カリ高に入学してから初めての土曜日となった。
学校は休みのため、王都にある冒険者ギルドに向かっている。
冒険者を副業としてる人もいるため、ずっと冒険者活動をしなくてもこれといった問題もないのだが、Sランク冒険者である限り、さすがに5年近く何もしないというのはどうかと思い、こうしてギルドに向かっているのだ。
ギルドに入り、早速受付に向かう。
ギルドの中は朝だからなのか冒険者でごった返している。
「おはようございます。

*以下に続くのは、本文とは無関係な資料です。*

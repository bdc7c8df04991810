//! Intrinsic methods of arrays, ranges, dictionaries and strings
//!
//! Every method receives its receiver as `args[0]`; declared arities count
//! only the arguments after it.

use super::registry::BuiltinModule;
use super::utils::{arg, number_arg, object_arg};
use crate::error::VmError;
use crate::object::{ObjData, ObjKind, ObjRange};
use crate::value::Value;
use crate::vm::VM;

pub fn array_methods() -> BuiltinModule {
    let mut module = BuiltinModule::new();
    module
        .register("length", array_length, 0)
        .register("append", array_append, 1)
        .register("pop", array_pop, 0);
    module
}

pub fn range_methods() -> BuiltinModule {
    let mut module = BuiltinModule::new();
    module
        .register("expand", range_expand, 0)
        .register("step", range_step, 1);
    module
}

pub fn dictionary_methods() -> BuiltinModule {
    let mut module = BuiltinModule::new();
    module
        .register("put", dict_put, 2)
        .register("get", dict_get, 1)
        .register("has", dict_has, 1)
        .register("remove", dict_remove, 1)
        .register("size", dict_size, 0)
        .register("keys", dict_keys, 0);
    module
}

pub fn string_methods() -> BuiltinModule {
    let mut module = BuiltinModule::new();
    module.register("length", string_length, 0);
    module
}

// ============================================================================
// Array
// ============================================================================

pub fn array_length(vm: &mut VM, args: &[Value]) -> Result<Value, VmError> {
    let array = object_arg(vm, "length", args, 0, ObjKind::Array)?;
    Ok(Value::number(vm.heap().array(array)?.items.len() as f64))
}

/// Push in place; returns nil
pub fn array_append(vm: &mut VM, args: &[Value]) -> Result<Value, VmError> {
    let array = object_arg(vm, "append", args, 0, ObjKind::Array)?;
    let value = arg("append", args, 1)?;
    vm.heap_mut().array_push(array, value)?;
    Ok(Value::NIL)
}

/// Remove and return the last element; nil when empty
pub fn array_pop(vm: &mut VM, args: &[Value]) -> Result<Value, VmError> {
    let array = object_arg(vm, "pop", args, 0, ObjKind::Array)?;
    let popped = vm.heap_mut().mutate(array, |obj| match &mut obj.data {
        ObjData::Array(a) => a.items.pop(),
        _ => None,
    })?;
    Ok(popped.unwrap_or(Value::NIL))
}

// ============================================================================
// Range
// ============================================================================

/// Materialise every value the range visits
pub fn range_expand(vm: &mut VM, args: &[Value]) -> Result<Value, VmError> {
    let range = object_arg(vm, "expand", args, 0, ObjKind::Range)?;
    let items = vm
        .heap()
        .range(range)?
        .values()?
        .into_iter()
        .map(Value::number)
        .collect();
    Ok(vm.new_array(items))
}

/// Copy of the range advancing by `n`
pub fn range_step(vm: &mut VM, args: &[Value]) -> Result<Value, VmError> {
    let range = object_arg(vm, "step", args, 0, ObjKind::Range)?;
    let step = number_arg(vm, "step", args, 1)?;
    if step == 0.0 || !step.is_finite() {
        return Err(VmError::Runtime(
            "range step must be a non-zero finite number".into(),
        ));
    }
    let ObjRange { from, to, .. } = vm.heap().range(range)?;
    Ok(Value::object(
        vm.heap_mut().new_range(ObjRange { from, to, step }),
    ))
}

// ============================================================================
// Dictionary
// ============================================================================

pub fn dict_put(vm: &mut VM, args: &[Value]) -> Result<Value, VmError> {
    let dict = object_arg(vm, "put", args, 0, ObjKind::Dictionary)?;
    let key = arg("put", args, 1)?;
    let value = arg("put", args, 2)?;
    vm.heap_mut().mutate(dict, |obj| {
        if let ObjData::Dictionary(d) = &mut obj.data {
            d.entries.insert(key, value);
        }
    })?;
    Ok(Value::NIL)
}

pub fn dict_get(vm: &mut VM, args: &[Value]) -> Result<Value, VmError> {
    let dict = object_arg(vm, "get", args, 0, ObjKind::Dictionary)?;
    let key = arg("get", args, 1)?;
    match vm.heap().dictionary(dict)?.entries.get(&key) {
        Some(value) => Ok(*value),
        None => Err(VmError::KeyNotFound(vm.display(key))),
    }
}

pub fn dict_has(vm: &mut VM, args: &[Value]) -> Result<Value, VmError> {
    let dict = object_arg(vm, "has", args, 0, ObjKind::Dictionary)?;
    let key = arg("has", args, 1)?;
    Ok(Value::bool(
        vm.heap().dictionary(dict)?.entries.contains_key(&key),
    ))
}

/// Remove a key, returning its value (nil if absent)
pub fn dict_remove(vm: &mut VM, args: &[Value]) -> Result<Value, VmError> {
    let dict = object_arg(vm, "remove", args, 0, ObjKind::Dictionary)?;
    let key = arg("remove", args, 1)?;
    let removed = vm.heap_mut().mutate(dict, |obj| match &mut obj.data {
        ObjData::Dictionary(d) => d.entries.remove(&key),
        _ => None,
    })?;
    Ok(removed.unwrap_or(Value::NIL))
}

pub fn dict_size(vm: &mut VM, args: &[Value]) -> Result<Value, VmError> {
    let dict = object_arg(vm, "size", args, 0, ObjKind::Dictionary)?;
    Ok(Value::number(
        vm.heap().dictionary(dict)?.entries.len() as f64,
    ))
}

/// Keys as an array, ordered by their display text
pub fn dict_keys(vm: &mut VM, args: &[Value]) -> Result<Value, VmError> {
    let dict = object_arg(vm, "keys", args, 0, ObjKind::Dictionary)?;
    let mut keys: Vec<(String, Value)> = vm
        .heap()
        .dictionary(dict)?
        .entries
        .keys()
        .map(|key| (vm.display(*key), *key))
        .collect();
    keys.sort_by(|a, b| a.0.cmp(&b.0));
    let items = keys.into_iter().map(|(_, key)| key).collect();
    Ok(vm.new_array(items))
}

// ============================================================================
// String
// ============================================================================

/// Length in characters
pub fn string_length(vm: &mut VM, args: &[Value]) -> Result<Value, VmError> {
    let text = object_arg(vm, "length", args, 0, ObjKind::String)?;
    Ok(Value::number(vm.heap().string(text)?.chars().count() as f64))
}

#[cfg(test)]
mod tests {
    use super::*;

    #[test]
    fn test_array_methods() {
        let mut vm = VM::new();
        let array = vm.new_array(vec![Value::number(1.0)]);

        array_append(&mut vm, &[array, Value::number(2.0)]).unwrap();
        assert_eq!(array_length(&mut vm, &[array]).unwrap(), Value::number(2.0));
        assert_eq!(array_pop(&mut vm, &[array]).unwrap(), Value::number(2.0));
        assert_eq!(array_pop(&mut vm, &[array]).unwrap(), Value::number(1.0));
        assert_eq!(array_pop(&mut vm, &[array]).unwrap(), Value::NIL);
    }

    #[test]
    fn test_range_step_and_expand() {
        let mut vm = VM::new();
        let range = Value::object(vm.heap_mut().new_range(ObjRange::new(0.0, 7.0)));
        let stepped = range_step(&mut vm, &[range, Value::number(3.0)]).unwrap();
        let expanded = range_expand(&mut vm, &[stepped]).unwrap();
        assert_eq!(vm.display(expanded), "[0, 3, 6]");
        assert!(range_step(&mut vm, &[range, Value::number(0.0)]).is_err());
    }

    #[test]
    fn test_expand_rejects_ranges_that_cannot_be_materialised() {
        let mut vm = VM::new();
        let big = 2f64.powi(53);
        let stalled = Value::object(vm.heap_mut().new_range(ObjRange::new(big, big + 4.0)));
        assert!(matches!(
            range_expand(&mut vm, &[stalled]),
            Err(VmError::Runtime(_))
        ));
        let huge = Value::object(vm.heap_mut().new_range(ObjRange::new(0.0, 1e12)));
        assert!(range_expand(&mut vm, &[huge]).is_err());
    }

    #[test]
    fn test_dictionary_methods() {
        let mut vm = VM::new();
        let dict = vm.new_dictionary();
        let b = vm.intern("b");
        let a = vm.intern("a");

        dict_put(&mut vm, &[dict, b, Value::number(2.0)]).unwrap();
        dict_put(&mut vm, &[dict, a, Value::number(1.0)]).unwrap();
        assert_eq!(dict_get(&mut vm, &[dict, a]).unwrap(), Value::number(1.0));
        assert_eq!(dict_has(&mut vm, &[dict, b]).unwrap(), Value::TRUE);
        assert_eq!(dict_size(&mut vm, &[dict]).unwrap(), Value::number(2.0));

        let keys = dict_keys(&mut vm, &[dict]).unwrap();
        assert_eq!(vm.display(keys), "[a, b]");

        assert_eq!(dict_remove(&mut vm, &[dict, b]).unwrap(), Value::number(2.0));
        assert!(matches!(
            dict_get(&mut vm, &[dict, b]),
            Err(VmError::KeyNotFound(key)) if key == "b"
        ));
    }

    #[test]
    fn test_string_length_counts_chars() {
        let mut vm = VM::new();
        let text = vm.intern("héllo");
        assert_eq!(string_length(&mut vm, &[text]).unwrap(), Value::number(5.0));
    }
}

本日はどういたしましたか?」
受付嬢は茶色の髪を肩で短く切りそろえた可愛らしい人だ。
「依頼を受けに来ました」
そう言って冒険者カードを渡す。
受付嬢は一瞬怪訝な顔をしたが、冒険者カードを受け取った瞬間、目を見開いた。
「Sランク冒険者のウィンバルド・スフィンドールさんですか!?」
「はい、そうです」
受付嬢の大きな声が聞こえたのか、ギルド内が一瞬だけ静まり返り、すぐにざわめきが広まった。
「今Sランクって言ったか?」
「ウィンバルド・スフィンドールっていったら国王公認のSランク冒険者じゃねぇか!」
「ガキだって噂は本当だったんだな」
「ほんとに強いのか?」
「やめとけ手を出すと縛り首だぞ」
色々な声が周りに広がる。
「す、すみません。声が大きかったですね」
「いえ、気にしませんから」
「そう言っていただけると助かります」
「それで依頼の方を……」
「あ、そうでしたね。えーと、ただいまSランクの依頼ですと、こちらのふたつですね」
2枚の紙が出された。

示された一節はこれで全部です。